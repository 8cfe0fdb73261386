//! Centralized shell output and progress management.
//!
//! All user-facing status lines go through [`Shell`], which right-aligns a
//! status word (`Fetching`, `Installed`, `Added`, ...) and colors it when
//! stderr is a terminal. Diagnostic logging is separate and uses `tracing`.
//!
//! Command output that other tools may consume (dependency lists, registry
//! names, synthesized commands) is written to stdout by the commands
//! themselves; the shell only writes to stderr.

use std::fmt::Display;
use std::io::{self, IsTerminal};

use indicatif::{ProgressBar, ProgressStyle};

/// Output verbosity level.
#[derive(Debug, Clone, Copy, PartialEq, Eq, Default)]
pub enum Verbosity {
    /// --quiet: warnings only, no progress
    Quiet,
    /// Default: status messages + progress bars
    #[default]
    Normal,
    /// --verbose: status lines and debug logging, no progress bars
    Verbose,
}

/// Color output mode.
#[derive(Debug, Clone, Copy, PartialEq, Eq, Default)]
pub enum ColorChoice {
    /// Detect TTY and use colors if available.
    #[default]
    Auto,
    /// Always use ANSI colors.
    Always,
    /// Never use ANSI colors.
    Never,
}

impl std::str::FromStr for ColorChoice {
    type Err = String;

    fn from_str(s: &str) -> Result<Self, Self::Err> {
        match s.to_lowercase().as_str() {
            "auto" => Ok(ColorChoice::Auto),
            "always" => Ok(ColorChoice::Always),
            "never" => Ok(ColorChoice::Never),
            _ => Err(format!(
                "invalid color choice '{}'; expected 'auto', 'always', or 'never'",
                s
            )),
        }
    }
}

/// Status types for output messages.
///
/// Shell handles all formatting - callers just specify the semantic status.
#[derive(Debug, Clone, Copy, PartialEq, Eq)]
pub enum Status {
    // Success statuses (green)
    Added,
    Created,
    Installed,
    Removed,
    Staged,

    // In-progress statuses (cyan)
    Resolving,
    Fetching,
    Extracting,
    Compiling,

    // Info statuses (blue)
    Info,

    // Warning statuses (yellow)
    Warning,
}

impl Status {
    /// Get the display text for this status.
    fn as_str(&self) -> &'static str {
        match self {
            Status::Added => "Added",
            Status::Created => "Created",
            Status::Installed => "Installed",
            Status::Removed => "Removed",
            Status::Staged => "Staged",
            Status::Resolving => "Resolving",
            Status::Fetching => "Fetching",
            Status::Extracting => "Extracting",
            Status::Compiling => "Compiling",
            Status::Info => "Info",
            Status::Warning => "Warning",
        }
    }

    /// Get the ANSI color code for this status.
    fn color_code(&self) -> &'static str {
        match self {
            Status::Added
            | Status::Created
            | Status::Installed
            | Status::Removed
            | Status::Staged => "\x1b[1;32m",
            Status::Resolving | Status::Fetching | Status::Extracting | Status::Compiling => {
                "\x1b[1;36m"
            }
            Status::Info => "\x1b[1;34m",
            Status::Warning => "\x1b[1;33m",
        }
    }
}

/// Width the status word is right-aligned to.
const STATUS_WIDTH: usize = 12;

/// Central shell for all CLI status output.
#[derive(Debug)]
pub struct Shell {
    verbosity: Verbosity,
    use_color: bool,
}

impl Shell {
    /// Create a new shell.
    pub fn new(verbosity: Verbosity, color: ColorChoice) -> Self {
        let use_color = match color {
            ColorChoice::Auto => io::stderr().is_terminal(),
            ColorChoice::Always => true,
            ColorChoice::Never => false,
        };

        Shell {
            verbosity,
            use_color,
        }
    }

    /// Create a shell from CLI flags. Quiet wins over verbose.
    pub fn from_flags(quiet: bool, verbose: bool, color: ColorChoice) -> Self {
        let verbosity = if quiet {
            Verbosity::Quiet
        } else if verbose {
            Verbosity::Verbose
        } else {
            Verbosity::Normal
        };

        Shell::new(verbosity, color)
    }

    /// Check if shell is in quiet mode.
    pub fn is_quiet(&self) -> bool {
        self.verbosity == Verbosity::Quiet
    }

    /// Check if shell is in verbose mode.
    pub fn is_verbose(&self) -> bool {
        self.verbosity == Verbosity::Verbose
    }

    /// Whether status output is colored.
    pub fn use_color(&self) -> bool {
        self.use_color
    }

    /// Print a status message.
    ///
    /// Format: `{status:>12} {message}`. In quiet mode only warnings are
    /// printed; errors are reported separately through diagnostics.
    pub fn status(&self, status: Status, msg: impl Display) {
        if self.is_quiet() && status != Status::Warning {
            return;
        }

        eprintln!("{} {}", self.format_status(status), msg);
    }

    /// Print an info message.
    pub fn note(&self, msg: impl Display) {
        self.status(Status::Info, msg);
    }

    /// Print a warning message.
    pub fn warn(&self, msg: impl Display) {
        self.status(Status::Warning, msg);
    }

    /// Format a status prefix with optional color.
    fn format_status(&self, status: Status) -> String {
        let text = status.as_str();

        if self.use_color {
            format!(
                "{}{:>width$}\x1b[0m",
                status.color_code(),
                text,
                width = STATUS_WIDTH
            )
        } else {
            format!("{:>width$}", text, width = STATUS_WIDTH)
        }
    }

    /// Create a byte-based progress bar for downloads.
    ///
    /// A total of zero means the size is unknown and a spinner is shown.
    /// In quiet or verbose mode the bar is a no-op.
    pub fn bytes_progress(&self, msg: impl Display, total_bytes: u64) -> Progress {
        let pb = if self.is_quiet() || self.is_verbose() || !io::stderr().is_terminal() {
            None
        } else if total_bytes > 0 {
            let pb = ProgressBar::new(total_bytes);
            if let Ok(style) = ProgressStyle::default_bar()
                .template("{spinner:.green} {msg} [{bar:40.cyan/blue}] {bytes}/{total_bytes}")
            {
                pb.set_style(style.progress_chars("#>-"));
            }
            pb.set_message(msg.to_string());
            Some(pb)
        } else {
            let pb = ProgressBar::new_spinner();
            pb.set_message(msg.to_string());
            Some(pb)
        };

        Progress { pb }
    }
}

impl Default for Shell {
    fn default() -> Self {
        Shell::new(Verbosity::Normal, ColorChoice::Auto)
    }
}

/// Progress bar wrapper that respects shell verbosity.
pub struct Progress {
    pb: Option<ProgressBar>,
}

impl Progress {
    /// Advance by `delta` units.
    pub fn inc(&self, delta: u64) {
        if let Some(pb) = &self.pb {
            pb.inc(delta);
        }
    }

    /// Finish and clear the progress bar.
    pub fn finish(&self) {
        if let Some(pb) = &self.pb {
            pb.finish_and_clear();
        }
    }
}
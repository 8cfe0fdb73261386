//! `modulo install` command

use anyhow::Result;

use crate::cli::InstallArgs;
use crate::GlobalOptions;
use modulo::ops::install;
use modulo::sources::HttpFetcher;
use modulo::util::Status;

pub fn execute(args: InstallArgs, global_opts: &GlobalOptions) -> Result<()> {
    let shell = &global_opts.shell;
    let ctx = global_opts.context()?;

    shell.status(Status::Resolving, &args.name);

    let fetcher = HttpFetcher::new(&ctx.config().net)?;
    let result = install(&ctx, &args.name, &fetcher, shell)?;

    shell.status(
        Status::Installed,
        format!("{} ({})", result.name, result.dest.display()),
    );

    Ok(())
}
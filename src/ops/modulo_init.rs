//! Implementation of `modulo init`.

use std::path::Path;

use crate::core::manifest::{Manifest, ManifestError};

/// Create a fresh manifest at `manifest_path`.
///
/// Any existing manifest is overwritten without prompting.
pub fn init_project(manifest_path: &Path, name: &str) -> Result<Manifest, ManifestError> {
    let manifest = Manifest::new(name);
    manifest.save(manifest_path)?;
    tracing::debug!("wrote {}", manifest_path.display());
    Ok(manifest)
}
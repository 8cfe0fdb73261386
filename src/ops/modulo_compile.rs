//! Implementation of `modulo compile`.

use thiserror::Error;

use crate::builder::{synthesize, CompileCommand, Compiler, UnsupportedCompiler};
use crate::core::manifest::{Manifest, ManifestError};
use crate::util::config::ConfigError;
use crate::util::process::find_executable;
use crate::util::{GlobalContext, Shell, Status};

/// Errors from compile command synthesis.
#[derive(Debug, Error)]
pub enum CompileError {
    #[error(transparent)]
    UnsupportedCompiler(#[from] UnsupportedCompiler),

    #[error(transparent)]
    Manifest(#[from] ManifestError),

    #[error(transparent)]
    Config(#[from] ConfigError),
}

/// Build the compile command for the project in `ctx`.
///
/// The compiler identifier is validated before the manifest is read or any
/// package directory is scanned.
pub fn compile_command(
    ctx: &GlobalContext,
    compiler: &str,
    raw_args: &[String],
) -> Result<CompileCommand, CompileError> {
    let compiler: Compiler = compiler.parse()?;

    let manifest = Manifest::load(&ctx.manifest_path())?;
    let packages_dir = ctx.packages_dir()?;

    tracing::debug!(
        "synthesizing {} command for `{}` with {} dependencies",
        compiler,
        manifest.name,
        manifest.dependencies.len()
    );

    Ok(synthesize(compiler, &manifest, &packages_dir, raw_args))
}

/// Run a synthesized command in the project directory.
///
/// Returns the command's exit code. A command killed by a signal reports 1.
pub fn run_compile(
    ctx: &GlobalContext,
    command: &CompileCommand,
    shell: &Shell,
) -> anyhow::Result<i32> {
    if find_executable(&command.program).is_none() {
        shell.warn(format!("`{}` was not found in PATH", command.program));
    }

    shell.status(Status::Compiling, command);

    let status = command.to_process(ctx.cwd()).status()?;
    let code = status.code().unwrap_or(1);
    if !status.success() {
        tracing::debug!("`{}` exited with {}", command.program, code);
    }
    Ok(code)
}

#[cfg(test)]
mod tests {
    use super::*;
    use crate::ops::{add_dependency, init_project};
    use crate::test_support::TestEnv;
    use std::path::PathBuf;

    #[test]
    fn test_unsupported_compiler_checked_first() {
        // Neither the project directory nor the home exists.
        let ctx = GlobalContext::with_home(
            PathBuf::from("/nonexistent/project"),
            PathBuf::from("/nonexistent/home"),
        );

        let err = compile_command(&ctx, "tcc", &[]).unwrap_err();
        match err {
            CompileError::UnsupportedCompiler(e) => assert_eq!(e.name, "tcc"),
            other => panic!("expected UnsupportedCompiler, got {:?}", other),
        }
    }

    #[test]
    fn test_missing_manifest() {
        let env = TestEnv::new();

        let err = compile_command(&env.ctx, "g++", &[]).unwrap_err();
        assert!(matches!(
            err,
            CompileError::Manifest(ManifestError::NotFound { .. })
        ));
    }

    #[test]
    fn test_compile_command_from_project() {
        let env = TestEnv::new();
        let manifest_path = env.ctx.manifest_path();
        init_project(&manifest_path, "demo").unwrap();
        add_dependency(&manifest_path, "zlib").unwrap();
        add_dependency(&manifest_path, "absent").unwrap();
        let zlib = env.install_layout("zlib", &["include", "lib"]);

        let raw = vec!["main.cpp".to_string()];
        let cmd = compile_command(&env.ctx, "msvc", &raw).unwrap();

        let include = std::path::absolute(zlib.join("include")).unwrap();
        let lib = std::path::absolute(zlib.join("lib")).unwrap();
        assert_eq!(cmd.program, "cl");
        assert_eq!(
            cmd.args,
            vec![
                "/Fe:demo".to_string(),
                format!("/I{}", include.display()),
                format!("/LIBPATH:{}", lib.display()),
                "main.cpp".to_string(),
            ]
        );
    }

    #[cfg(unix)]
    #[test]
    fn test_run_compile_propagates_exit_code() {
        use crate::util::shell::{ColorChoice, Verbosity};

        let env = TestEnv::new();
        let shell = Shell::new(Verbosity::Quiet, ColorChoice::Never);

        let failing = CompileCommand {
            program: "sh".to_string(),
            args: vec!["-c".to_string(), "exit 3".to_string()],
        };
        assert_eq!(run_compile(&env.ctx, &failing, &shell).unwrap(), 3);

        let ok = CompileCommand {
            program: "sh".to_string(),
            args: vec!["-c".to_string(), "exit 0".to_string()],
        };
        assert_eq!(run_compile(&env.ctx, &ok, &shell).unwrap(), 0);
    }

    #[test]
    fn test_run_compile_missing_program() {
        use crate::util::shell::{ColorChoice, Verbosity};

        let env = TestEnv::new();
        let shell = Shell::new(Verbosity::Quiet, ColorChoice::Never);
        let cmd = CompileCommand {
            program: "modulo-no-such-compiler".to_string(),
            args: vec![],
        };

        assert!(run_compile(&env.ctx, &cmd, &shell).is_err());
    }
}
//! Filesystem utilities.

use std::fs;
use std::path::{Path, PathBuf};

use anyhow::{Context, Result};

/// Remove a directory and all its contents, if it exists.
pub fn remove_dir_all_if_exists(path: &Path) -> Result<()> {
    if path.exists() {
        fs::remove_dir_all(path)
            .with_context(|| format!("failed to remove directory: {}", path.display()))?;
    }
    Ok(())
}

/// Ensure a directory exists, creating it if necessary.
pub fn ensure_dir(path: &Path) -> Result<()> {
    if !path.exists() {
        fs::create_dir_all(path)
            .with_context(|| format!("failed to create directory: {}", path.display()))?;
    }
    Ok(())
}

/// List the regular files directly inside `dir` whose extension is `ext`.
///
/// The comparison is exact and does not include the dot (`"dll"`, `"so"`).
pub fn files_with_extension(dir: &Path, ext: &str) -> Result<Vec<PathBuf>> {
    let mut files = Vec::new();

    for entry in
        fs::read_dir(dir).with_context(|| format!("failed to read directory: {}", dir.display()))?
    {
        let path = entry?.path();
        if path.is_file() && path.extension().is_some_and(|e| e == ext) {
            files.push(path);
        }
    }

    files.sort();
    Ok(files)
}

/// File size in bytes.
pub fn file_size(path: &Path) -> Result<u64> {
    let meta = fs::metadata(path)
        .with_context(|| format!("failed to stat file: {}", path.display()))?;
    Ok(meta.len())
}

#[cfg(test)]
mod tests {
    use super::*;
    use tempfile::TempDir;

    #[test]
    fn test_files_with_extension() {
        let tmp = TempDir::new().unwrap();
        fs::write(tmp.path().join("a.dll"), "a").unwrap();
        fs::write(tmp.path().join("b.dll"), "b").unwrap();
        fs::write(tmp.path().join("c.lib"), "c").unwrap();
        fs::write(tmp.path().join("dll"), "no extension").unwrap();
        fs::create_dir(tmp.path().join("nested.dll")).unwrap();

        let files = files_with_extension(tmp.path(), "dll").unwrap();
        assert_eq!(
            files,
            vec![tmp.path().join("a.dll"), tmp.path().join("b.dll")]
        );
    }

    #[test]
    fn test_ensure_dir_creates_parents() {
        let tmp = TempDir::new().unwrap();
        let dir = tmp.path().join("deep/er");

        ensure_dir(&dir).unwrap();
        fs::write(dir.join("file.txt"), "content").unwrap();
        assert_eq!(file_size(&dir.join("file.txt")).unwrap(), 7);
    }

    #[test]
    fn test_remove_dir_all_if_exists() {
        let tmp = TempDir::new().unwrap();
        let dir = tmp.path().join("gone");
        fs::create_dir_all(dir.join("inner")).unwrap();

        remove_dir_all_if_exists(&dir).unwrap();
        assert!(!dir.exists());
        // Second call is a no-op
        remove_dir_all_if_exists(&dir).unwrap();
    }
}
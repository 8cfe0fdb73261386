//! Subprocess execution utilities.

use std::ffi::OsStr;
use std::path::{Path, PathBuf};
use std::process::{Command, ExitStatus};

use anyhow::{Context, Result};

/// Builder for subprocess execution.
#[derive(Debug, Clone)]
pub struct ProcessBuilder {
    program: PathBuf,
    args: Vec<String>,
    cwd: Option<PathBuf>,
}

impl ProcessBuilder {
    /// Create a new process builder for the given program.
    pub fn new(program: impl AsRef<Path>) -> Self {
        ProcessBuilder {
            program: program.as_ref().to_path_buf(),
            args: Vec::new(),
            cwd: None,
        }
    }

    /// Add a single argument.
    pub fn arg(mut self, arg: impl AsRef<OsStr>) -> Self {
        self.args.push(arg.as_ref().to_string_lossy().into_owned());
        self
    }

    /// Add multiple arguments.
    pub fn args<I, S>(mut self, args: I) -> Self
    where
        I: IntoIterator<Item = S>,
        S: AsRef<OsStr>,
    {
        self.args.extend(
            args.into_iter()
                .map(|s| s.as_ref().to_string_lossy().into_owned()),
        );
        self
    }

    /// Set the working directory.
    pub fn cwd(mut self, cwd: impl AsRef<Path>) -> Self {
        self.cwd = Some(cwd.as_ref().to_path_buf());
        self
    }

    /// Get the program path.
    pub fn get_program(&self) -> &Path {
        &self.program
    }

    /// Get the arguments.
    pub fn get_args(&self) -> &[String] {
        &self.args
    }

    fn build_command(&self) -> Command {
        let mut cmd = Command::new(&self.program);
        cmd.args(&self.args);

        if let Some(ref cwd) = self.cwd {
            cmd.current_dir(cwd);
        }

        cmd
    }

    /// Execute with inherited stdio and return the exit status.
    pub fn status(&self) -> Result<ExitStatus> {
        let mut cmd = self.build_command();
        let status = cmd
            .status()
            .with_context(|| format!("failed to execute `{}`", self.program.display()))?;
        Ok(status)
    }
}

/// Find an executable in PATH.
pub fn find_executable(name: &str) -> Option<PathBuf> {
    which::which(name).ok()
}
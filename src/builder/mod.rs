//! Compiler command construction.
//!
//! [`toolchain`] holds the supported compilers and their flag spellings;
//! [`synth`] combines them with installed package layouts.

pub mod synth;
pub mod toolchain;

pub use synth::{synthesize, CompileCommand};
pub use toolchain::{Compiler, FlagTable, OutputFlag, UnsupportedCompiler};
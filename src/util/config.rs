//! Configuration file support for Modulo.
//!
//! Modulo reads a single user-wide configuration file at
//! `~/.modulo/config.toml`. Every setting is optional; a missing file means
//! defaults, and a malformed file is reported as a warning and ignored.
//!
//! ```toml
//! [registry]
//! path = "/opt/modulo/registry.json"
//!
//! [install]
//! min_artifact_size = 100
//! shared_lib_extension = "dll"
//!
//! [net]
//! timeout = 120
//! ```

use std::path::{Path, PathBuf};
use std::time::Duration;

use serde::{Deserialize, Serialize};
use thiserror::Error;

/// Artifacts smaller than this are treated as corrupt downloads.
pub const DEFAULT_MIN_ARTIFACT_SIZE: u64 = 100;

/// Errors raised while establishing configuration.
#[derive(Debug, Error)]
pub enum ConfigError {
    #[error("could not determine the user home directory; set MODULO_HOME")]
    NoHomeDirectory,

    #[error("failed to read config file: {}", path.display())]
    Read {
        path: PathBuf,
        #[source]
        source: std::io::Error,
    },

    #[error("failed to parse config file: {}", path.display())]
    Invalid {
        path: PathBuf,
        #[source]
        source: toml::de::Error,
    },
}

/// Modulo configuration.
#[derive(Debug, Clone, Default, Serialize, Deserialize)]
#[serde(default)]
pub struct Config {
    /// Registry settings
    pub registry: RegistryConfig,

    /// Install settings
    pub install: InstallConfig,

    /// Network settings
    pub net: NetConfig,
}

/// Registry location override.
#[derive(Debug, Clone, Default, Serialize, Deserialize)]
#[serde(default)]
pub struct RegistryConfig {
    /// Path to the registry document (defaults to `./registry.json`)
    pub path: Option<PathBuf>,
}

/// Installer settings.
#[derive(Debug, Clone, Serialize, Deserialize)]
#[serde(default)]
pub struct InstallConfig {
    /// Minimum byte size for a downloaded archive to be accepted
    pub min_artifact_size: u64,

    /// File extension (without dot) of shared binaries staged into `bin/`
    pub shared_lib_extension: String,
}

impl Default for InstallConfig {
    fn default() -> Self {
        InstallConfig {
            min_artifact_size: DEFAULT_MIN_ARTIFACT_SIZE,
            shared_lib_extension: std::env::consts::DLL_EXTENSION.to_string(),
        }
    }
}

/// Network-related configuration.
#[derive(Debug, Clone, Default, Serialize, Deserialize)]
#[serde(default)]
pub struct NetConfig {
    /// Download timeout in seconds (no timeout when unset)
    pub timeout: Option<u64>,

    /// User agent sent with HTTP requests
    pub user_agent: Option<String>,
}

impl NetConfig {
    /// The download timeout, if one is configured.
    pub fn timeout(&self) -> Option<Duration> {
        self.timeout.map(Duration::from_secs)
    }
}

impl Config {
    /// Load configuration from a file.
    pub fn load(path: &Path) -> Result<Self, ConfigError> {
        let contents = std::fs::read_to_string(path).map_err(|source| ConfigError::Read {
            path: path.to_path_buf(),
            source,
        })?;

        toml::from_str(&contents).map_err(|source| ConfigError::Invalid {
            path: path.to_path_buf(),
            source,
        })
    }

    /// Load configuration with fallback to defaults if the file doesn't exist
    /// or cannot be parsed.
    pub fn load_or_default(path: &Path) -> Self {
        if path.exists() {
            Self::load(path).unwrap_or_else(|e| {
                tracing::warn!("Failed to load config from {}: {}", path.display(), e);
                Self::default()
            })
        } else {
            Self::default()
        }
    }
}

+++++

Work instruction —
From the entries above, print the lines beginning at the one with "text for this status." and stopping after the one with "Status::Resolving | Status::Fetching", exactly as written and with nothing else.

Final answer —
    /// Get the display text for this status.
    fn as_str(&self) -> &'static str {
        match self {
            Status::Added => "Added",
            Status::Created => "Created",
            Status::Installed => "Installed",
            Status::Removed => "Removed",
            Status::Staged => "Staged",
            Status::Resolving => "Resolving",
            Status::Fetching => "Fetching",
            Status::Extracting => "Extracting",
            Status::Compiling => "Compiling",
            Status::Info => "Info",
            Status::Warning => "Warning",
        }
    }

    /// Get the ANSI color code for this status.
    fn color_code(&self) -> &'static str {
        match self {
            Status::Added
            | Status::Created
            | Status::Installed
            | Status::Removed
            | Status::Staged => "\x1b[1;32m",
            Status::Resolving | Status::Fetching | Status::Extracting | Status::Compiling => {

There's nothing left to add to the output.